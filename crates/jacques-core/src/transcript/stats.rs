//! One-pass entry statistics. Context usage is taken from the *last* turn's
//! reported numbers, never summed across turns — token counts are cumulative
//! snapshots, not deltas (spec §4.1).

use std::collections::HashMap;

use super::entry::TranscriptEntry;

#[derive(Debug, Clone, Default)]
pub struct EntryStatistics {
    pub counts_by_kind: HashMap<String, usize>,
    pub total_entries: usize,
    /// Sum of every assistant turn's reported input/output tokens. This is
    /// a running total across the transcript, distinct from the last-turn
    /// snapshot below — summing context-size snapshots would overcount,
    /// but a running total of tokens actually spent is exactly a sum.
    pub total_input_tokens: u64,
    pub total_output_tokens: u64,
    pub last_turn_input_tokens: u64,
    pub last_turn_output_tokens: u64,
    pub last_turn_cache_creation_tokens: u64,
    pub last_turn_cache_read_tokens: u64,
    pub estimated_total_output_tokens: u64,
}

/// Rough token estimator for entries that never report usage (user turns,
/// tool output), used only to approximate context growth between real
/// assistant-reported snapshots.
pub fn estimate_tokens(text: &str) -> u64 {
    (text.chars().count() as u64).div_ceil(4)
}

pub fn get_entry_statistics(entries: &[TranscriptEntry]) -> EntryStatistics {
    let mut stats = EntryStatistics::default();

    for entry in entries {
        stats.total_entries += 1;
        *stats
            .counts_by_kind
            .entry(entry.kind().to_string())
            .or_insert(0) += 1;

        if let TranscriptEntry::AssistantMessage(msg) = entry {
            if let Some(usage) = &msg.usage {
                stats.total_input_tokens += usage.input_tokens;
                stats.total_output_tokens += usage.output_tokens;
                stats.last_turn_input_tokens = usage.input_tokens;
                stats.last_turn_output_tokens = usage.output_tokens;
                stats.last_turn_cache_creation_tokens = usage.cache_creation_input_tokens;
                stats.last_turn_cache_read_tokens = usage.cache_read_input_tokens;
            } else {
                stats.estimated_total_output_tokens += estimate_tokens(&msg.text);
            }
        }
    }

    stats
}

#[cfg(test)]
mod tests {
    use super::super::entry::{AssistantMessageEntry, EntryMeta, TokenUsage, UserMessageEntry};
    use super::*;

    #[test]
    fn last_turn_usage_wins_over_earlier_turns() {
        let entries = vec![
            TranscriptEntry::AssistantMessage(AssistantMessageEntry {
                meta: EntryMeta::default(),
                text: "first".to_string(),
                usage: Some(TokenUsage {
                    input_tokens: 100,
                    output_tokens: 50,
                    cache_creation_input_tokens: 0,
                    cache_read_input_tokens: 0,
                }),
            }),
            TranscriptEntry::AssistantMessage(AssistantMessageEntry {
                meta: EntryMeta::default(),
                text: "second".to_string(),
                usage: Some(TokenUsage {
                    input_tokens: 4000,
                    output_tokens: 120,
                    cache_creation_input_tokens: 10,
                    cache_read_input_tokens: 200,
                }),
            }),
        ];

        let stats = get_entry_statistics(&entries);
        assert_eq!(stats.last_turn_input_tokens, 4000);
        assert_eq!(stats.last_turn_output_tokens, 120);
        assert_eq!(stats.total_input_tokens, 4100);
        assert_eq!(stats.total_output_tokens, 170);
    }

    #[test]
    fn counts_entries_by_kind() {
        let entries = vec![
            TranscriptEntry::UserMessage(UserMessageEntry {
                meta: EntryMeta::default(),
                text: "hi".to_string(),
            }),
            TranscriptEntry::UserMessage(UserMessageEntry {
                meta: EntryMeta::default(),
                text: "again".to_string(),
            }),
        ];

        let stats = get_entry_statistics(&entries);
        assert_eq!(stats.counts_by_kind.get("user_message"), Some(&2));
        assert_eq!(stats.total_entries, 2);
    }
}
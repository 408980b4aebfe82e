//! Terminal-key shapes.
//!
//! `terminal_key` is a discriminated string used only for dedup tie-breaks
//! and PID extraction during enrichment — never treated as an identity
//! (spec §3 invariant ii). Two forms exist: a process-discovered session
//! carries its PID directly; a PID-less session minted by the factory
//! carries an opaque ulid until the Process Monitor upgrades it.

use ulid::Ulid;

const DISCOVERED_PREFIX: &str = "DISCOVERED:PID:";
const AUTO_PREFIX: &str = "AUTO:";

#[derive(Debug, Clone, Copy, PartialEq, Eq)]
pub enum TerminalKey {
    Discovered { pid: u32 },
    Auto,
}

impl TerminalKey {
    pub fn discovered(pid: u32) -> String {
        format!("{}{}", DISCOVERED_PREFIX, pid)
    }

    pub fn new_auto() -> String {
        format!("{}{}", AUTO_PREFIX, Ulid::new())
    }

    /// Upgrades a PID-less key to a discovered one once the Process Monitor
    /// matches it to a running process (spec §4.5).
    pub fn upgrade(pid: u32) -> String {
        Self::discovered(pid)
    }

    pub fn pid_from(key: &str) -> Option<u32> {
        key.strip_prefix(DISCOVERED_PREFIX)?.parse().ok()
    }

    pub fn is_auto(key: &str) -> bool {
        key.starts_with(AUTO_PREFIX)
    }
}

#[cfg(test)]
mod tests {
    use super::*;

    #[test]
    fn discovered_key_round_trips_pid() {
        let key = TerminalKey::discovered(12345);
        assert_eq!(key, "DISCOVERED:PID:12345");
        assert_eq!(TerminalKey::pid_from(&key), Some(12345));
    }

    #[test]
    fn auto_key_has_no_pid_until_upgraded() {
        let key = TerminalKey::new_auto();
        assert!(TerminalKey::is_auto(&key));
        assert_eq!(TerminalKey::pid_from(&key), None);

        let upgraded = TerminalKey::upgrade(999);
        assert_eq!(TerminalKey::pid_from(&upgraded), Some(999));
        assert!(!TerminalKey::is_auto(&upgraded));
    }
}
........
# Required work
The lines to extract from the data above begin with the line containing "pub fn new_auto()" and end with the line containing "assert!(TerminalKey::is_auto(&key));". Extract them exactly, including both.

# Answer space
    pub fn new_auto() -> String {
        format!("{}{}", AUTO_PREFIX, Ulid::new())
    }

    /// Upgrades a PID-less key to a discovered one once the Process Monitor
    /// matches it to a running process (spec §4.5).
    pub fn upgrade(pid: u32) -> String {
        Self::discovered(pid)
    }

    pub fn pid_from(key: &str) -> Option<u32> {
        key.strip_prefix(DISCOVERED_PREFIX)?.parse().ok()
    }

    pub fn is_auto(key: &str) -> bool {
        key.starts_with(AUTO_PREFIX)
    }
}

#[cfg(test)]
mod tests {
    use super::*;

    #[test]
    fn discovered_key_round_trips_pid() {
        let key = TerminalKey::discovered(12345);
        assert_eq!(key, "DISCOVERED:PID:12345");
        assert_eq!(TerminalKey::pid_from(&key), Some(12345));
    }

    #[test]
    fn auto_key_has_no_pid_until_upgraded() {
        let key = TerminalKey::new_auto();
        assert!(TerminalKey::is_auto(&key));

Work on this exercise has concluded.